Persönliche Erklärung zum Antrag der Bundesregierung auf Fortsetzung der Beteiligung bewaffneter deutscher Streitkräfte an dem Einsatz der Internationalen Sicherheitsunterstützungstruppe in Afghanistan

Persönliche Erklärung
nach § 31 der Geschäftsordnung des Deutschen Bundestages zur namentlichen Abstimmung über den Antrag der Bundesregierung auf Fortsetzung der Beteiligung bewaffneter deutscher Streitkräfte an dem Einsatz der Internationalen Sicherheitsunterstützungstruppe in Afghanistan (International Security Assistance Force, ISAF) unter Führung der NATO auf Grundlage der Resolutionen 1386 (2001) und folgender Resolutionen, zuletzt Resolution 2011 (2011) vom 12. Oktober 2011 des Sicherheitsrates der Vereinten Nationen (BT-DRS: 17/8166)

Persönliche Erklärung der Abgeordneten Agnes Brugger, Beate Müller-Gemmeke, Uwe Kekeritz, Maria Klein-Schmeink, Ulrich Schneider, Agnes Krumwiede, Dorothea Steiner, Katja Dörner, Sven-Christian Kindler, Monika Lazar, Sylvia Kotting-Uhl, Dr. Anton Hofreiter, Lisa Paus

Die Entscheidung über Auslandseinsätze der Bundeswehr gehört zu den schwierigsten Entscheidungen, die Abgeordnete des Deutschen Bundestages zu treffen haben und fordert wie kaum eine andere das Gewissen und Herz der Parlamentarierinnen und Parlamentarier. Dem Engagement der in Afghanistan eingesetzten zivilen Helferinnen und Helfer, Soldatinnen und Soldaten sowie ihren Familienangehörigen gilt unser großer Dank und unsere Wertschätzung.

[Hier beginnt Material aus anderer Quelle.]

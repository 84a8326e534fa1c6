//! Generation client: bounded retries around a single backend call.

use serde_json::json;
use std::sync::Arc;
use std::time::Duration;

use crate::domain::errors::GenerationError;
use crate::domain::models::{DecodingPolicy, Generation, GenerationRequest};
use crate::domain::ports::{fields, GenerationBackend, Level, Logger};
use crate::services::retry::RetryPolicy;

/// Wraps a [`GenerationBackend`] with the retry budget, an optional
/// per-attempt timeout and attempt-level logging.
///
/// It never returns an error: once every attempt failed the result is a
/// [`Generation::Failed`] value whose text is the failure sentinel.
pub struct GenerationClient {
    backend: Arc<dyn GenerationBackend>,
    retry: RetryPolicy,
    timeout: Option<Duration>,
    logger: Arc<dyn Logger>,
}

impl GenerationClient {
    /// Client over `backend` with no per-attempt timeout.
    pub fn new(
        backend: Arc<dyn GenerationBackend>,
        retry: RetryPolicy,
        logger: Arc<dyn Logger>,
    ) -> Self {
        Self {
            backend,
            retry,
            timeout: None,
            logger,
        }
    }

    /// Bound each attempt by `timeout`; an elapsed attempt counts as failed.
    #[must_use]
    pub fn with_timeout(mut self, timeout: Duration) -> Self {
        self.timeout = Some(timeout);
        self
    }

    /// Generate text for `prompt` using the decoding parameters of `policy`.
    pub async fn generate(&self, prompt: &str, policy: DecodingPolicy) -> Generation {
        self.execute(GenerationRequest::new(prompt, policy)).await
    }

    /// Run `request`, retrying any failure up to the attempt budget.
    pub async fn execute(&self, request: GenerationRequest) -> Generation {
        let max_attempts = self.retry.max_attempts();
        let request = &request;

        let outcome = self
            .retry
            .execute(|attempt| async move {
                self.logger
                    .log(
                        Level::Info,
                        "generation attempt",
                        fields([
                            ("attempt", json!(attempt)),
                            ("max_attempts", json!(max_attempts)),
                            ("backend", json!(self.backend.name())),
                            ("max_tokens", json!(request.max_tokens)),
                            ("temperature", json!(request.temperature)),
                        ]),
                    )
                    .await;

                match self.attempt(request).await {
                    Ok(raw) => {
                        let text = raw.trim().to_string();
                        self.logger
                            .log(
                                Level::Info,
                                "raw generation output",
                                fields([("attempt", json!(attempt)), ("output", json!(text))]),
                            )
                            .await;
                        Ok(text)
                    }
                    Err(err) => {
                        self.logger
                            .log(
                                Level::Error,
                                "generation attempt failed",
                                fields([
                                    ("attempt", json!(attempt)),
                                    ("error", json!(err.to_string())),
                                ]),
                            )
                            .await;
                        Err(err)
                    }
                }
            })
            .await;

        match outcome {
            Ok(text) => Generation::Text(text),
            Err(exhausted) => {
                let last_error = exhausted.last_error.to_string();
                self.logger
                    .log(
                        Level::Error,
                        "generation failed after all attempts",
                        fields([
                            ("attempts", json!(exhausted.attempts)),
                            ("error", json!(last_error)),
                        ]),
                    )
                    .await;
                Generation::Failed {
                    attempts: exhausted.attempts,
                    last_error,
                }
            }
        }
    }

    async fn attempt(&self, request: &GenerationRequest) -> Result<String, GenerationError> {
        match self.timeout {
            Some(limit) => tokio::time::timeout(limit, self.backend.generate(request))
                .await
                .unwrap_or(Err(GenerationError::Timeout(limit.as_secs()))),
            None => self.backend.generate(request).await,
        }
    }
}
//! Implementation of the `codecanvas init` command.

use anyhow::{Context, Result};
use clap::Args;
use serde::Serialize;
use std::path::{Path, PathBuf};

use crate::cli::output::{output, CommandOutput};
use crate::infrastructure::config::ConfigLoader;
use crate::infrastructure::setup::{
    create_config_dir, create_config_file, open_vector_index, SetupPaths,
};

/// Arguments of `codecanvas init`.
#[derive(Args, Debug)]
pub struct InitArgs {
    /// Overwrite an existing configuration file
    #[arg(long, short)]
    pub force: bool,

    /// Target directory (defaults to current directory)
    #[arg(default_value = ".")]
    pub path: PathBuf,
}

/// Result of project initialization.
#[derive(Debug, Serialize)]
pub struct InitOutput {
    /// Always true when returned
    pub success: bool,
    /// Summary line
    pub message: String,
    /// Project root
    pub initialized_path: PathBuf,
    /// Whether `config.yaml` was (re)written
    pub config_written: bool,
    /// Resolved vector store path
    pub vector_store: PathBuf,
    /// Passages already in the store
    pub passages: i64,
}

impl CommandOutput for InitOutput {
    fn to_human(&self) -> String {
        let mut lines = vec![self.message.clone()];
        if self.config_written {
            lines.push(format!(
                "\nConfiguration written to {}",
                self.initialized_path.join(".codecanvas/config.yaml").display()
            ));
        }
        lines.push(format!(
            "Vector store at {} ({} passages)",
            self.vector_store.display(),
            self.passages
        ));
        lines.join("\n")
    }
}

/// Run `codecanvas init`.
pub async fn execute(args: InitArgs, json_mode: bool) -> Result<()> {
    let target_path = if args.path.is_absolute() {
        args.path.clone()
    } else {
        std::env::current_dir()
            .context("Failed to get current directory")?
            .join(&args.path)
    };

    let paths = SetupPaths::for_root(&target_path);
    let already_initialized = paths.is_initialized();

    create_config_dir(&paths)?;
    let config_written = create_config_file(&paths, args.force)?;

    let mut config = ConfigLoader::load_from_dir(&target_path)?;
    let vector_store = resolve_against(&target_path, &config.vector_store.path);
    config.vector_store.path = vector_store.to_string_lossy().into_owned();

    let index = open_vector_index(&config).await?;
    let passages = index.count().await.context("Failed to read vector store")?;

    let message = match (already_initialized, config_written) {
        (false, _) => "Project initialized successfully.",
        (true, true) => "Project reinitialized successfully.",
        (true, false) => "Project already initialized. Use --force to overwrite the configuration.",
    };

    let output_data = InitOutput {
        success: true,
        message: message.to_string(),
        initialized_path: target_path,
        config_written,
        vector_store,
        passages,
    };

    output(&output_data, json_mode);
    Ok(())
}

fn resolve_against(root: &Path, path: &str) -> PathBuf {
    let path = Path::new(path);
    if path.is_absolute() {
        path.to_path_buf()
    } else {
        root.join(path)
    }
}
//! Complexity routing and chain-of-thought types.

use serde::{Deserialize, Serialize};
use std::fmt;

/// Routing decision for the reasoning phase of a turn.
#[derive(Debug, Clone, Copy, PartialEq, Eq, Hash, Default, Serialize, Deserialize)]
#[serde(rename_all = "snake_case")]
pub enum Complexity {
    /// Concise reasoning is enough. Also the fallback for ambiguous answers.
    #[default]
    Simple,
    /// Detailed, step-by-step reasoning is needed.
    Complex,
}

impl Complexity {
    /// Literal token the classifier asks the model to answer with.
    pub const fn token(self) -> &'static str {
        match self {
            Self::Simple => "simple",
            Self::Complex => "complex",
        }
    }

    /// Interpret a raw model answer.
    ///
    /// Only an answer equal to `complex` after trimming and case folding is
    /// complex; anything else, the empty string and failure sentinels
    /// included, is simple.
    pub fn from_answer(answer: &str) -> Self {
        if answer.trim().to_lowercase() == Self::Complex.token() {
            Self::Complex
        } else {
            Self::Simple
        }
    }
}

impl fmt::Display for Complexity {
    fn fmt(&self, f: &mut fmt::Formatter<'_>) -> fmt::Result {
        f.write_str(self.token())
    }
}

/// One label of the fixed reasoning catalog used as prompt material.
#[derive(Debug, Clone, Copy, PartialEq, Eq, Hash)]
pub enum ReasoningStep {
    /// Understand what is asked.
    Comprehension,
    /// Find the relevant facts and code.
    DataIdentification,
    /// Propose candidate answers.
    HypothesisFormulation,
    /// Reason through the candidates.
    LogicalAnalysis,
    /// Check the result against the context.
    ConsistencyCheck,
    /// Assemble the answer.
    AnswerSynthesis,
    /// Review and polish it.
    ReviewAndRefinement,
}

/// The seven steps, in the order they are presented to the model.
pub const REASONING_STEPS: [ReasoningStep; 7] = [
    ReasoningStep::Comprehension,
    ReasoningStep::DataIdentification,
    ReasoningStep::HypothesisFormulation,
    ReasoningStep::LogicalAnalysis,
    ReasoningStep::ConsistencyCheck,
    ReasoningStep::AnswerSynthesis,
    ReasoningStep::ReviewAndRefinement,
];

impl ReasoningStep {
    /// Human-readable label used in prompts.
    pub const fn label(self) -> &'static str {
        match self {
            Self::Comprehension => "Comprehension of the question",
            Self::DataIdentification => "Identification of the relevant data",
            Self::HypothesisFormulation => "Formulation of hypotheses",
            Self::LogicalAnalysis => "Logical analysis",
            Self::ConsistencyCheck => "Consistency check",
            Self::AnswerSynthesis => "Synthesis of the answer",
            Self::ReviewAndRefinement => "Review and refinement",
        }
    }

    /// Comma-separated catalog, as embedded in reasoning prompts.
    pub fn catalog() -> String {
        REASONING_STEPS
            .iter()
            .map(|step| step.label())
            .collect::<Vec<_>>()
            .join(", ")
    }
}

/// Result of the two-phase chain-of-thought protocol.
#[derive(Debug, Clone, PartialEq, Eq, Serialize, Deserialize)]
pub struct ChainOfThought {
    /// Direct answer shown to the user
    pub final_answer: String,
    /// Exactly one element: the raw reasoning-phase text
    pub reasoning_trace: Vec<String>,
}

impl ChainOfThought {
    /// Chain with `final_answer` and the raw `reasoning` text as its only trace element.
    pub fn new(final_answer: impl Into<String>, reasoning: impl Into<String>) -> Self {
        Self {
            final_answer: final_answer.into(),
            reasoning_trace: vec![reasoning.into()],
        }
    }

    /// The raw reasoning text (first trace element).
    pub fn reasoning(&self) -> &str {
        self.reasoning_trace.first().map_or("", String::as_str)
    }
}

Das vorliegende Mandat setzt die Strategie der offensiven Aufstandsbekämpfung und gezielten Tötungen fort. Wir stimmen gegen einen solchen Militäreinsatz, der zur Gewalteskalation beiträgt und kontraproduktiv für die Erreichung des Ziels einer Stabilisierung Afghanistans ist. Unsere Ablehnung des Mandats ist nicht gleichzusetzen mit der Forderung nach einem Sofortabzug, die wir ausdrücklich zurückweisen, da dies die Situation in Afghanistan destabilisieren würde.